======== Given entries ========

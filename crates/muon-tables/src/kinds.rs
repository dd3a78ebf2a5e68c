//! Declared argument kinds.
//!
//! A kind is metadata *about* one slot of the six-word argument carrier,
//! never the type of the slot itself: every slot stays a plain `u64` all
//! the way to the trap. The generic sanitizer reads the kind to decide
//! how to rewrite the slot's initial random draw.

/// How one argument slot should be generated.
#[derive(Clone, Copy, Debug)]
pub enum ArgKind {
    /// Not consumed by the call; the random draw is left untouched.
    Ignored,
    /// Any 64-bit value; the random draw is the value.
    RandomInt,
    /// Pointer into the child's pool of pre-built path buffers.
    Pathname,
    /// Index into the child's open-descriptor pool.
    Fd,
    /// OR of up to `len` values drawn with replacement from the list.
    Flags(&'static [u64]),
    /// Exactly one value from the list.
    Op(&'static [u64]),
    /// Random value within the 12-bit permission space.
    Mode,
    /// Pointer-shaped value: NULL, a scratch buffer, a misaligned
    /// scratch pointer, a kernel-half constant, or raw noise.
    Address,
    /// Length-shaped value, biased toward a few pages.
    Len,
    /// Uniform draw from an inclusive range.
    Range {
        /// Lower bound, inclusive.
        min: u64,
        /// Upper bound, inclusive.
        max: u64,
    },
}

/// One declared argument slot: a display name plus its kind.
#[derive(Clone, Copy, Debug)]
pub struct ArgSpec {
    /// Name used when rendering the call.
    pub name: &'static str,
    /// Generation kind for this slot.
    pub kind: ArgKind,
}

impl ArgSpec {
    /// Declares one argument slot.
    #[must_use]
    pub const fn new(name: &'static str, kind: ArgKind) -> Self {
        Self { name, kind }
    }
}
//! Errno constants and decoding of the raw syscall return convention.
//!
//! Raw stubs return the kernel's value unmodified: a result in
//! `[-4095, -1]` is a negated errno, anything else is a success value.
//! [`decode`] normalizes that into the `(retval, errno)` pair the rest of
//! the fuzzer works with, where the all-ones word is the error sentinel.

// ── Errno values (asm-generic) ───────────────────────────────────────

/// Operation not permitted.
pub const EPERM: u32 = 1;
/// No such file or directory.
pub const ENOENT: u32 = 2;
/// Interrupted system call.
pub const EINTR: u32 = 4;
/// I/O error.
pub const EIO: u32 = 5;
/// Bad file descriptor.
pub const EBADF: u32 = 9;
/// Out of memory.
pub const ENOMEM: u32 = 12;
/// Permission denied.
pub const EACCES: u32 = 13;
/// Bad address.
pub const EFAULT: u32 = 14;
/// Device or resource busy.
pub const EBUSY: u32 = 16;
/// Invalid argument.
pub const EINVAL: u32 = 22;
/// Function not implemented. The no-such-call sentinel.
pub const ENOSYS: u32 = 38;

/// Highest errno value encodable in a raw return.
const MAX_ERRNO: u64 = 4095;

/// A kernel errno wrapped for error reporting from the plumbing wrappers.
#[derive(Clone, Copy, Debug, PartialEq, Eq)]
pub struct Errno(pub u32);

impl Errno {
    fn name(self) -> Option<&'static str> {
        Some(match self.0 {
            EPERM => "EPERM",
            ENOENT => "ENOENT",
            EINTR => "EINTR",
            EIO => "EIO",
            EBADF => "EBADF",
            ENOMEM => "ENOMEM",
            EACCES => "EACCES",
            EFAULT => "EFAULT",
            EBUSY => "EBUSY",
            EINVAL => "EINVAL",
            ENOSYS => "ENOSYS",
            _ => return None,
        })
    }
}

impl core::fmt::Display for Errno {
    fn fmt(&self, f: &mut core::fmt::Formatter<'_>) -> core::fmt::Result {
        match self.name() {
            Some(name) => write!(f, "{name}"),
            None => write!(f, "errno {}", self.0),
        }
    }
}

impl core::error::Error for Errno {}

/// Result of one kernel trap, normalized from the raw return.
#[derive(Clone, Copy, Debug, PartialEq, Eq)]
pub struct CallOutcome {
    /// The trap return. On failure this is the all-ones error sentinel.
    pub retval: u64,
    /// The errno channel. Zero on success.
    pub errno: u32,
}

impl CallOutcome {
    /// `true` when the call reported failure.
    #[must_use]
    pub const fn is_error(&self) -> bool {
        self.retval == u64::MAX
    }

    /// `true` when the kernel reported the no-such-call sentinel.
    #[must_use]
    pub const fn is_enosys(&self) -> bool {
        self.is_error() && self.errno == ENOSYS
    }
}

/// Normalizes a raw syscall return into a [`CallOutcome`].
#[must_use]
pub fn decode(raw: isize) -> CallOutcome {
    let raw = raw as u64;
    if raw > u64::MAX - MAX_ERRNO {
        CallOutcome {
            retval: u64::MAX,
            errno: (raw.wrapping_neg()) as u32,
        }
    } else {
        CallOutcome { retval: raw, errno: 0 }
    }
}

/// Converts a raw return into a `Result` for the plumbing wrappers.
///
/// # Errors
///
/// Returns the decoded [`Errno`] when the raw value is in the error band.
pub fn check(raw: isize) -> Result<u64, Errno> {
    let outcome = decode(raw);
    if outcome.is_error() {
        Err(Errno(outcome.errno))
    } else {
        Ok(outcome.retval)
    }
}

#[cfg(test)]
mod tests {
    use super::*;

    #[test]
    fn decode_success() {
        let out = decode(3);
        assert_eq!(out.retval, 3);
        assert_eq!(out.errno, 0);
        assert!(!out.is_error());
    }

    #[test]
    fn decode_failure() {
        let out = decode(-(ENOSYS as isize));
        assert_eq!(out.retval, u64::MAX);
        assert_eq!(out.errno, ENOSYS);
        assert!(out.is_error());
        assert!(out.is_enosys());
    }

    #[test]
    fn decode_edge_of_error_band() {
        assert!(decode(-4095).is_error());
        // Addresses near the top of the range are valid success values.
        let high = decode(-4096);
        assert!(!high.is_error());
    }

    #[test]
    fn decode_large_success_value() {
        // mmap returns pointers; they must not read as errors.
        let out = decode(0x7F00_0000_0000u64 as isize);
        assert!(!out.is_error());
        assert_eq!(out.retval, 0x7F00_0000_0000);
    }

    #[test]
    fn check_maps_to_result() {
        assert_eq!(check(7), Ok(7));
        assert_eq!(check(-(EINVAL as isize)), Err(Errno(EINVAL)));
    }

    #[test]
    fn errno_display() {
        assert_eq!(Errno(ENOSYS).to_string(), "ENOSYS");
        assert_eq!(Errno(999).to_string(), "errno 999");
    }
}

========

* **Goal of the exercise**
Among the records above, repeat exactly the line with "pub const fn new(name: &'static", the line with "Operation not permitted.", and every line in between, and only those.

* **Solution for this exercise**
    pub const fn new(name: &'static str, kind: ArgKind) -> Self {
        Self { name, kind }
    }
}
//! Errno constants and decoding of the raw syscall return convention.
//!
//! Raw stubs return the kernel's value unmodified: a result in
//! `[-4095, -1]` is a negated errno, anything else is a success value.
//! [`decode`] normalizes that into the `(retval, errno)` pair the rest of
//! the fuzzer works with, where the all-ones word is the error sentinel.

// ── Errno values (asm-generic) ───────────────────────────────────────

/// Operation not permitted.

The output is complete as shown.